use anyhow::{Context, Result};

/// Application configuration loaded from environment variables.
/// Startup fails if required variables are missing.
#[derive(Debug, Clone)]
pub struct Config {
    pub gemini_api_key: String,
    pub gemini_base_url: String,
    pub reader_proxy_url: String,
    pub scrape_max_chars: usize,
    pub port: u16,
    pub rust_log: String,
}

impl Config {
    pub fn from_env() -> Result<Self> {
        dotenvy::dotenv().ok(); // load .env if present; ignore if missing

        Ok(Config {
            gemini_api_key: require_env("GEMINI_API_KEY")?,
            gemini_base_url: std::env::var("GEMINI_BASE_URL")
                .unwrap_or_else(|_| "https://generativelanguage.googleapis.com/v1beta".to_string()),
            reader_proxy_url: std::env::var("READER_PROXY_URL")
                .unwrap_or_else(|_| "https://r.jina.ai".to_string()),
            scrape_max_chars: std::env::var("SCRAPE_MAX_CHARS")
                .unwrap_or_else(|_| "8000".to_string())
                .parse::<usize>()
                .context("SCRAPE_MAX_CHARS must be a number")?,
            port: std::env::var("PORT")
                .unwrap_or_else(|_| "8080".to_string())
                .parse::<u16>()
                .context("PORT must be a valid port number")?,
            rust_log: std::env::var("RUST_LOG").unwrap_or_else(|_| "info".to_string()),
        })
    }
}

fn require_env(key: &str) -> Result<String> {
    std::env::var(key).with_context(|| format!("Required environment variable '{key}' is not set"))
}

---

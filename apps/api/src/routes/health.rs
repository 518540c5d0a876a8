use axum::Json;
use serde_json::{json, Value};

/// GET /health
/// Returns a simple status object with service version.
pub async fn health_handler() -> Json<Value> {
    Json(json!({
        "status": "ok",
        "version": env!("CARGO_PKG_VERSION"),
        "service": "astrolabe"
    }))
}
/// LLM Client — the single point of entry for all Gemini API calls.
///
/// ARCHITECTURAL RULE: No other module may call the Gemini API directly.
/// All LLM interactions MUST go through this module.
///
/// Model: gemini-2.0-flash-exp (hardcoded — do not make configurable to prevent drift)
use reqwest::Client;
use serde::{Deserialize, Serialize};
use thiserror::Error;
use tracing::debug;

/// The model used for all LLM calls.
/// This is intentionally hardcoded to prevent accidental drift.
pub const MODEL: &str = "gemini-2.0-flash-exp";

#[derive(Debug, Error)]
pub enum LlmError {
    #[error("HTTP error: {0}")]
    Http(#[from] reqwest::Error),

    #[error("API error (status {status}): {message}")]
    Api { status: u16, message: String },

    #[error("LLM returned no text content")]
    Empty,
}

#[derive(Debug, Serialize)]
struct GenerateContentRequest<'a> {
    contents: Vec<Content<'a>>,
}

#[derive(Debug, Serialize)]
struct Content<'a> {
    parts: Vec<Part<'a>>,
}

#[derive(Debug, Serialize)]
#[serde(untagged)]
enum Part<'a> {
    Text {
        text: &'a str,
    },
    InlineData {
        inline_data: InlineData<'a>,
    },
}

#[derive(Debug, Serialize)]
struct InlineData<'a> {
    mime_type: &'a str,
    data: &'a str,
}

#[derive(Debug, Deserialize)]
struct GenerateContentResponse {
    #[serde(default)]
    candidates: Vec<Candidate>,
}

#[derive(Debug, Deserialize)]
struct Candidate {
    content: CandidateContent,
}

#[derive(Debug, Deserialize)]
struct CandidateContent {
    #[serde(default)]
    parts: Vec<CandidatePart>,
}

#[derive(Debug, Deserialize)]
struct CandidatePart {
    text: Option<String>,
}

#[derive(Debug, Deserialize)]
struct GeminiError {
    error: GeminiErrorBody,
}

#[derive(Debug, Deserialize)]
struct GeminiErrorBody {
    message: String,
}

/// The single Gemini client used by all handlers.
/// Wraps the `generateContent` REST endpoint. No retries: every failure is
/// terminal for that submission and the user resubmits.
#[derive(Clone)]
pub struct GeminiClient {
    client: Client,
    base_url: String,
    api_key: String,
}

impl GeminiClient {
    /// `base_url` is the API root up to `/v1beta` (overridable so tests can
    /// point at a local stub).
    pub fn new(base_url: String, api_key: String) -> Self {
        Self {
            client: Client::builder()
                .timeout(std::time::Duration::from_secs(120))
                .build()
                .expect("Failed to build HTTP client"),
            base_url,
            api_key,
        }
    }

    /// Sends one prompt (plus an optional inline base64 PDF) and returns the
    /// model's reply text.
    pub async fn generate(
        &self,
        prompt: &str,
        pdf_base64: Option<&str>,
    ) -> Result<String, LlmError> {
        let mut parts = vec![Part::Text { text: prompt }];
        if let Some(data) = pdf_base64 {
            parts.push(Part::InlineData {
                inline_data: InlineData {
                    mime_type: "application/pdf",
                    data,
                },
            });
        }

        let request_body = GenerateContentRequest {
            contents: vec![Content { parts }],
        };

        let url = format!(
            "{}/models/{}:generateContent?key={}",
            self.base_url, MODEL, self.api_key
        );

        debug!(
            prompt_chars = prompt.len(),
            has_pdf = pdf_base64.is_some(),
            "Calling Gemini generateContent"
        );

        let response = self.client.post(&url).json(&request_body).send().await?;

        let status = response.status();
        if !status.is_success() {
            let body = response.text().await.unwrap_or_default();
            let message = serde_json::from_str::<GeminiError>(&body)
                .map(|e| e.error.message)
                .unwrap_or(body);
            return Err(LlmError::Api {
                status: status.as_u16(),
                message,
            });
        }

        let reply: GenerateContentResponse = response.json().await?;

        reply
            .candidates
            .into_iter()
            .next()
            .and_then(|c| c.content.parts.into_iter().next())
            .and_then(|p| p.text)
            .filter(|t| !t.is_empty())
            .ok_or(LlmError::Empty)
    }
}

--

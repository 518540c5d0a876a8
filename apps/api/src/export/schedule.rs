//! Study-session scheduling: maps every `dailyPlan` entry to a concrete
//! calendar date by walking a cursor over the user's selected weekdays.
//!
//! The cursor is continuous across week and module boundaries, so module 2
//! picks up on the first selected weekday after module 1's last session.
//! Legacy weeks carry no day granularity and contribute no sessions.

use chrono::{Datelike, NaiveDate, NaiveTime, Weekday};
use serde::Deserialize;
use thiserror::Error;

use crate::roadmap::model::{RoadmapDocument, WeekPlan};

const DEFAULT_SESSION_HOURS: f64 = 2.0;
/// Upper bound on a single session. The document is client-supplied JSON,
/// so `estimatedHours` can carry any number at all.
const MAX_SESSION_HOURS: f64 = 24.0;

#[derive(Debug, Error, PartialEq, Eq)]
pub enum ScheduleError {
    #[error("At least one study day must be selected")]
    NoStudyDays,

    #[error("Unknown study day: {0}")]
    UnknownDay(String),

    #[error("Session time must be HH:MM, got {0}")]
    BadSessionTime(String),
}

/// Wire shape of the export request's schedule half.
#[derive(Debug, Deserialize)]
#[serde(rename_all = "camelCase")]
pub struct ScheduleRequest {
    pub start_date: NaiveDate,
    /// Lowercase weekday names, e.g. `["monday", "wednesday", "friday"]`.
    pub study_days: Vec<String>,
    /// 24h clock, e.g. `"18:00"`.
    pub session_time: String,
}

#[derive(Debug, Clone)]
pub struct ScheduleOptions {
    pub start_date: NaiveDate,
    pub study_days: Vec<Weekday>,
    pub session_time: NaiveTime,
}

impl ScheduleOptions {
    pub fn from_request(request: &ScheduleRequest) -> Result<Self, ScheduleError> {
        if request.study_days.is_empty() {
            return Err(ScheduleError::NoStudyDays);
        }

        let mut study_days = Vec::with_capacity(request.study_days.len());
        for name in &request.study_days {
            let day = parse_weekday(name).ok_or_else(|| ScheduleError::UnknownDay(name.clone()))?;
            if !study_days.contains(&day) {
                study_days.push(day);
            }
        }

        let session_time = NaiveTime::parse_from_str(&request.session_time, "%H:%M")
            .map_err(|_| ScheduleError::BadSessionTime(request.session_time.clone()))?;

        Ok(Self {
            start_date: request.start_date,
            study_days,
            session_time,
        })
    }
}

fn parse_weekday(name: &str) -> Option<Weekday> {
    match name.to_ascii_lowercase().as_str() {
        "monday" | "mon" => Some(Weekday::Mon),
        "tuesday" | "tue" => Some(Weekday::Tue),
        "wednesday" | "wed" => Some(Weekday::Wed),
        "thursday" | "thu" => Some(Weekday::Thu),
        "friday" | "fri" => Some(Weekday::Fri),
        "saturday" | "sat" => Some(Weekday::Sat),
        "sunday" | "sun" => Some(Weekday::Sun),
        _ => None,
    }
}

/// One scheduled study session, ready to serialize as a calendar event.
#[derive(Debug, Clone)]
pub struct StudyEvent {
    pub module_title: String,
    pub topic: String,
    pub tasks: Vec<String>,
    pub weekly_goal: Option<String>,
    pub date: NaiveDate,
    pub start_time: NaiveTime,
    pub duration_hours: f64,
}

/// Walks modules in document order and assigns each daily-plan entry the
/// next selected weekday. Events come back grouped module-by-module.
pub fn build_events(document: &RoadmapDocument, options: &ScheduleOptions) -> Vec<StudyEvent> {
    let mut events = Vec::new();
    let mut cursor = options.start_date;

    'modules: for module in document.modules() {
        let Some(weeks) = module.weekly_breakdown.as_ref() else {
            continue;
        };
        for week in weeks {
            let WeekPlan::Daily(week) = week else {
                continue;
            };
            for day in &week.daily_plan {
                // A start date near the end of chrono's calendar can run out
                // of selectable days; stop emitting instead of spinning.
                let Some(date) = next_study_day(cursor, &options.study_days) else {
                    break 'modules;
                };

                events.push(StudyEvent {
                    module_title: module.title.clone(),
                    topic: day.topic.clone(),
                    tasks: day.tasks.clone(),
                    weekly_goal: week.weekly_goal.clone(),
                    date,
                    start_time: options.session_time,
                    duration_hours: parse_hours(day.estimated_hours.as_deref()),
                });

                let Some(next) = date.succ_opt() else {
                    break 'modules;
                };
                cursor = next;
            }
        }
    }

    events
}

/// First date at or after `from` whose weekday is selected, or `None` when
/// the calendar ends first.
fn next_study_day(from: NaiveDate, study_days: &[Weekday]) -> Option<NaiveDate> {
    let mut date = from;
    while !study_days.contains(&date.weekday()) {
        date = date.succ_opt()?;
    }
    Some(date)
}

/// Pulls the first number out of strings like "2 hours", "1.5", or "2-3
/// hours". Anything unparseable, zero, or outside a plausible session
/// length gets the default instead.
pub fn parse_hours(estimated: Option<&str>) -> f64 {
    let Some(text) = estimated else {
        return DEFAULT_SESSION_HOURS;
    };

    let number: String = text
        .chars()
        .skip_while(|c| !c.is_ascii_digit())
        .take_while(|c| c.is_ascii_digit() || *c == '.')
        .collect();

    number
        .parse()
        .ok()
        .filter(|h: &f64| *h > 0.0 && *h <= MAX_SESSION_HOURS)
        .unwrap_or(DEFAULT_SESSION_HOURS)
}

Instructions to follow:
Filter the listing above so that only lines holding the word "NoStudyDays" remain, and report those lines.

Answer to the problem:
    NoStudyDays,
            return Err(ScheduleError::NoStudyDays);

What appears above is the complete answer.